Nuking a Conda Environment

More often than one would like, you'll need to destroy your conda environment and start fresh if things just get messy. To do that:
conda env remove --name quacc
Then re-make your Conda environment like before.

Python Code Formatting

For internal consistency in the group, all publicly accessible Python code (and codes we work on collaboratively) should be formatted with  ruff . Ruff is by no means a "perfect" formatter (which is largely a matter of preference). However, there are few things more frustrating in scientific computing than dealing with formatting inconsistencies when you're just trying to get things done. Ruff is fast, uncompromising, and "just works."

To format your code with Ruff, make sure it is installed (e.g.  pip install ruff ). To format code from the command line, run  ruff format . --fix  in the directory of files you want to format. VS Code will also do this automatically on-save if you have the  Ruff  extension installed.

Jupyter Notebooks

Looking for a tutorial on how to use Jupyter Notebooks? See a written setup tutorial  here  and a video walkthrough  here .

To use Jupyter Notebooks on the Princeton HPC clusters, refer to  this guide .

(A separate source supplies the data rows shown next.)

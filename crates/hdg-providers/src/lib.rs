// Allow collapsible_if for complex conditional logic
#![allow(clippy::collapsible_if)]

//! # hdg - Provider Implementations
//!
//! This crate contains the chunking pipeline and the user-selectable
//! enrichment providers. Each provider implements a port (trait) defined in
//! `hdg-application`.
//!
//! ## Provider Categories
//!
//! | Category | Port | Implementations |
//! |----------|------|-----------------|
//! | Chunking | `DocumentChunker` | HeadingChunker, StructuralChunker |
//! | Embedding | `EmbeddingProvider` | Null |
//! | Keywords | `KeywordExtractor` | Frequency, Null |
//!
//! Embedding and keyword providers register themselves in the linkme
//! registries declared by `hdg-application`; linking this crate is enough to
//! make them resolvable by name.
//!
//! ## Usage
//!
//! ```ignore
//! use hdg_providers::chunking::{HeadingChunker, RuleEngine};
//! use hdg_providers::embedding::NullEmbeddingProvider;
//! use hdg_providers::keyword::FrequencyKeywordExtractor;
//! ```

// Re-export hdg-domain types commonly used with providers
pub use hdg_application::domain_services::DocumentChunker;
pub use hdg_application::ports::{EmbeddingProvider, KeywordExtractor};
pub use hdg_domain::error::{Error, Result};

/// Provider-specific constants
pub mod constants;

/// Chunking pipeline: rule engine, hierarchy, constraints, structural graph
pub mod chunking;

/// Embedding provider implementations
///
/// Implements `EmbeddingProvider` trait.
pub mod embedding;

/// Keyword extractor implementations
///
/// Implements `KeywordExtractor` trait.
pub mod keyword;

Jupyter Notebooks are a great way to do exploratory data analysis, preparing small scripts, launch workflows on the HPC cluster, and write up tutorials. That said, Jupyter Notebooks are rarely ideal for writing research code. Most programming efforts should be with their own dedicated Python package that you use in editable mode ( pip install -e . ). Jupyter Notebooks make it difficult to adopt good programing practices, like modularity and testing. This isn't to say that you should avoid Jupyter Notebooks, but as they say: with great power comes great responsibility.